━━ Listed entries ━━

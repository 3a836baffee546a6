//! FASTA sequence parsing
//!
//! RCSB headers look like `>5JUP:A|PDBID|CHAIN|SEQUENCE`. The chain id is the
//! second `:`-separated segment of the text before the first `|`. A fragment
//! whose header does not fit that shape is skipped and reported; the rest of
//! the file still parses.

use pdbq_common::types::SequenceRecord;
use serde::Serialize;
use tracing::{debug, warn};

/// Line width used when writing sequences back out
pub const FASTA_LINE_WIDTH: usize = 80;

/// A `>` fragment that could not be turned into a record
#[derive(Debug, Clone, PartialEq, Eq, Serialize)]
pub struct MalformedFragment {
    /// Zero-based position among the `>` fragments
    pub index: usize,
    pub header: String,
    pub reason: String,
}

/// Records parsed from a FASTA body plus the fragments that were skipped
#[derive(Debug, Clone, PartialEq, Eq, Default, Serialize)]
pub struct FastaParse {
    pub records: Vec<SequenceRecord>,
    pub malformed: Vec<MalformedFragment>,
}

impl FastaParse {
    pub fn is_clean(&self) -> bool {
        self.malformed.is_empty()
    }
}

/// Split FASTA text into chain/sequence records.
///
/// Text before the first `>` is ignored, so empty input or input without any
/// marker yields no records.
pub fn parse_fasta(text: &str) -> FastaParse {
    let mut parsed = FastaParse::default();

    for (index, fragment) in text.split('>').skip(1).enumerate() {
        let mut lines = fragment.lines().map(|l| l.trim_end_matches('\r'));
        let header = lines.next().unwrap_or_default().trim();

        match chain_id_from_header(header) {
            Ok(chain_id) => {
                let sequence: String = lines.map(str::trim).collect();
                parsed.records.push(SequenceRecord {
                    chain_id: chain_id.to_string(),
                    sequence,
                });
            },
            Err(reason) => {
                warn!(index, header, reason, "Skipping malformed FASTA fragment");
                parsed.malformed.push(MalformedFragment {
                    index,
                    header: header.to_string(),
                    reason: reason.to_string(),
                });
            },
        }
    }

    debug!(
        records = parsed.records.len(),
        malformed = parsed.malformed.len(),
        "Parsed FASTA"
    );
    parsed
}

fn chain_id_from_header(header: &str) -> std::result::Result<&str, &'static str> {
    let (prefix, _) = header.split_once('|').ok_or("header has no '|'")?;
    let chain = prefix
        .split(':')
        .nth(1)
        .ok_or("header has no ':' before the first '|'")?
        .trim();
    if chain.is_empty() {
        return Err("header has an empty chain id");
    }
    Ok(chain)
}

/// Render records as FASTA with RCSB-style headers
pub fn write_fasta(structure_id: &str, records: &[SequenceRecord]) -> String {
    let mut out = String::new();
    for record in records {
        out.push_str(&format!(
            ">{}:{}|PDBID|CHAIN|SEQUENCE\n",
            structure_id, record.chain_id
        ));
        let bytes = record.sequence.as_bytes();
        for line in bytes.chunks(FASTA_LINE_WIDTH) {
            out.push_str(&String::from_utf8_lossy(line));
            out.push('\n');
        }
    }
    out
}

━━━

What to produce:
Your task is to quote the lines above, beginning with the first and ending with the one that holds "input without any".

Written response:
repository 3a836baffee546a6
//! FASTA sequence parsing
//!
//! RCSB headers look like `>5JUP:A|PDBID|CHAIN|SEQUENCE`. The chain id is the
//! second `:`-separated segment of the text before the first `|`. A fragment
//! whose header does not fit that shape is skipped and reported; the rest of
//! the file still parses.

use pdbq_common::types::SequenceRecord;
use serde::Serialize;
use tracing::{debug, warn};

/// Line width used when writing sequences back out
pub const FASTA_LINE_WIDTH: usize = 80;

/// A `>` fragment that could not be turned into a record
#[derive(Debug, Clone, PartialEq, Eq, Serialize)]
pub struct MalformedFragment {
    /// Zero-based position among the `>` fragments
    pub index: usize,
    pub header: String,
    pub reason: String,
}

/// Records parsed from a FASTA body plus the fragments that were skipped
#[derive(Debug, Clone, PartialEq, Eq, Default, Serialize)]
pub struct FastaParse {
    pub records: Vec<SequenceRecord>,
    pub malformed: Vec<MalformedFragment>,
}

impl FastaParse {
    pub fn is_clean(&self) -> bool {
        self.malformed.is_empty()
    }
}

/// Split FASTA text into chain/sequence records.
///
/// Text before the first `>` is ignored, so empty input or input without any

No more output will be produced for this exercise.